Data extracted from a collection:
%%

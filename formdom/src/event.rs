use std::fmt;

/// DOM event kinds the form layer reacts to.
#[derive(Debug, Clone, Copy, PartialEq, Eq, Hash)]
pub enum EventKind {
    Blur,
    KeyUp,
    KeyDown,
    Change,
    Submit,
}

impl EventKind {
    /// Events fired by individual form controls.
    pub const FIELD_EVENTS: [EventKind; 4] = [
        EventKind::Blur,
        EventKind::KeyUp,
        EventKind::KeyDown,
        EventKind::Change,
    ];

    /// The DOM event name, e.g. `"keyup"`.
    pub fn name(&self) -> &'static str {
        match self {
            Self::Blur => "blur",
            Self::KeyUp => "keyup",
            Self::KeyDown => "keydown",
            Self::Change => "change",
            Self::Submit => "submit",
        }
    }

    pub fn from_name(name: &str) -> Option<Self> {
        match name {
            "blur" => Some(Self::Blur),
            "keyup" => Some(Self::KeyUp),
            "keydown" => Some(Self::KeyDown),
            "change" => Some(Self::Change),
            "submit" => Some(Self::Submit),
            _ => None,
        }
    }
}

impl fmt::Display for EventKind {
    fn fmt(&self, f: &mut fmt::Formatter<'_>) -> fmt::Result {
        f.write_str(self.name())
    }
}

/// An event targeted at an element by ID.
#[derive(Debug, Clone, PartialEq, Eq)]
pub struct Event {
    pub kind: EventKind,
    pub target: String,
    default_prevented: bool,
    propagation_stopped: bool,
}

impl Event {
    pub fn new(kind: EventKind, target: impl Into<String>) -> Self {
        Self {
            kind,
            target: target.into(),
            default_prevented: false,
            propagation_stopped: false,
        }
    }

    pub fn blur(target: impl Into<String>) -> Self {
        Self::new(EventKind::Blur, target)
    }

    pub fn key_up(target: impl Into<String>) -> Self {
        Self::new(EventKind::KeyUp, target)
    }

    pub fn key_down(target: impl Into<String>) -> Self {
        Self::new(EventKind::KeyDown, target)
    }

    pub fn change(target: impl Into<String>) -> Self {
        Self::new(EventKind::Change, target)
    }

    pub fn submit(target: impl Into<String>) -> Self {
        Self::new(EventKind::Submit, target)
    }

    /// Cancel the default action (for submit: the actual submission).
    pub fn prevent_default(&mut self) {
        self.default_prevented = true;
    }

    /// Stop this event from reaching any further listener.
    pub fn stop_immediate_propagation(&mut self) {
        self.propagation_stopped = true;
    }

    pub fn is_default_prevented(&self) -> bool {
        self.default_prevented
    }

    pub fn is_propagation_stopped(&self) -> bool {
        self.propagation_stopped
    }
}
use serde::Serialize;
use serde::Serializer;
use serde::ser::SerializeMap;

/// Every failure message of one field.
#[derive(Debug, Clone, PartialEq, Eq, Serialize)]
pub struct ValidationError {
    /// Field name.
    pub field: String,
    /// Selector of the field's element.
    pub el: String,
    /// Failure messages, in rule declaration order.
    #[serde(rename = "error")]
    pub messages: Vec<String>,
}

impl ValidationError {
    pub fn new(field: impl Into<String>, el: impl Into<String>, messages: Vec<String>) -> Self {
        Self {
            field: field.into(),
            el: el.into(),
            messages,
        }
    }
}

impl std::fmt::Display for ValidationError {
    fn fmt(&self, f: &mut std::fmt::Formatter<'_>) -> std::fmt::Result {
        write!(f, "{}: {}", self.field, self.messages.join("; "))
    }
}

/// The invalid fields of one validation pass, in declaration order.
/// A field without an entry is valid.
#[derive(Debug, Clone, Default, PartialEq, Eq)]
pub struct FormErrorSet {
    errors: Vec<ValidationError>,
}

impl FormErrorSet {
    pub fn new() -> Self {
        Self::default()
    }

    pub(crate) fn push(&mut self, error: ValidationError) {
        self.errors.push(error);
    }

    /// Check if every field passed.
    pub fn is_empty(&self) -> bool {
        self.errors.is_empty()
    }

    /// Number of invalid fields.
    pub fn len(&self) -> usize {
        self.errors.len()
    }

    pub fn get(&self, field: &str) -> Option<&ValidationError> {
        self.errors.iter().find(|e| e.field == field)
    }

    pub fn contains(&self, field: &str) -> bool {
        self.get(field).is_some()
    }

    pub fn iter(&self) -> std::slice::Iter<'_, ValidationError> {
        self.errors.iter()
    }

    /// Names of the invalid fields.
    pub fn fields(&self) -> impl Iterator<Item = &str> {
        self.errors.iter().map(|e| e.field.as_str())
    }

    /// The first invalid field, if any.
    pub fn first(&self) -> Option<&ValidationError> {
        self.errors.first()
    }
}

impl IntoIterator for FormErrorSet {
    type Item = ValidationError;
    type IntoIter = std::vec::IntoIter<ValidationError>;

    fn into_iter(self) -> Self::IntoIter {
        self.errors.into_iter()
    }
}

impl<'a> IntoIterator for &'a FormErrorSet {
    type Item = &'a ValidationError;
    type IntoIter = std::slice::Iter<'a, ValidationError>;

    fn into_iter(self) -> Self::IntoIter {
        self.errors.iter()
    }
}

/// Serializes as `{ field: { field, el, error } }`.
impl Serialize for FormErrorSet {
    fn serialize<S>(&self, serializer: S) -> Result<S::Ok, S::Error>
    where
        S: Serializer,
    {
        let mut map = serializer.serialize_map(Some(self.errors.len()))?;
        for error in &self.errors {
            map.serialize_entry(&error.field, error)?;
        }
        map.end()
    }
}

%%

What this task involves: Above are several records. Count the lines among them that contain "false" and give only the total.

Response: 2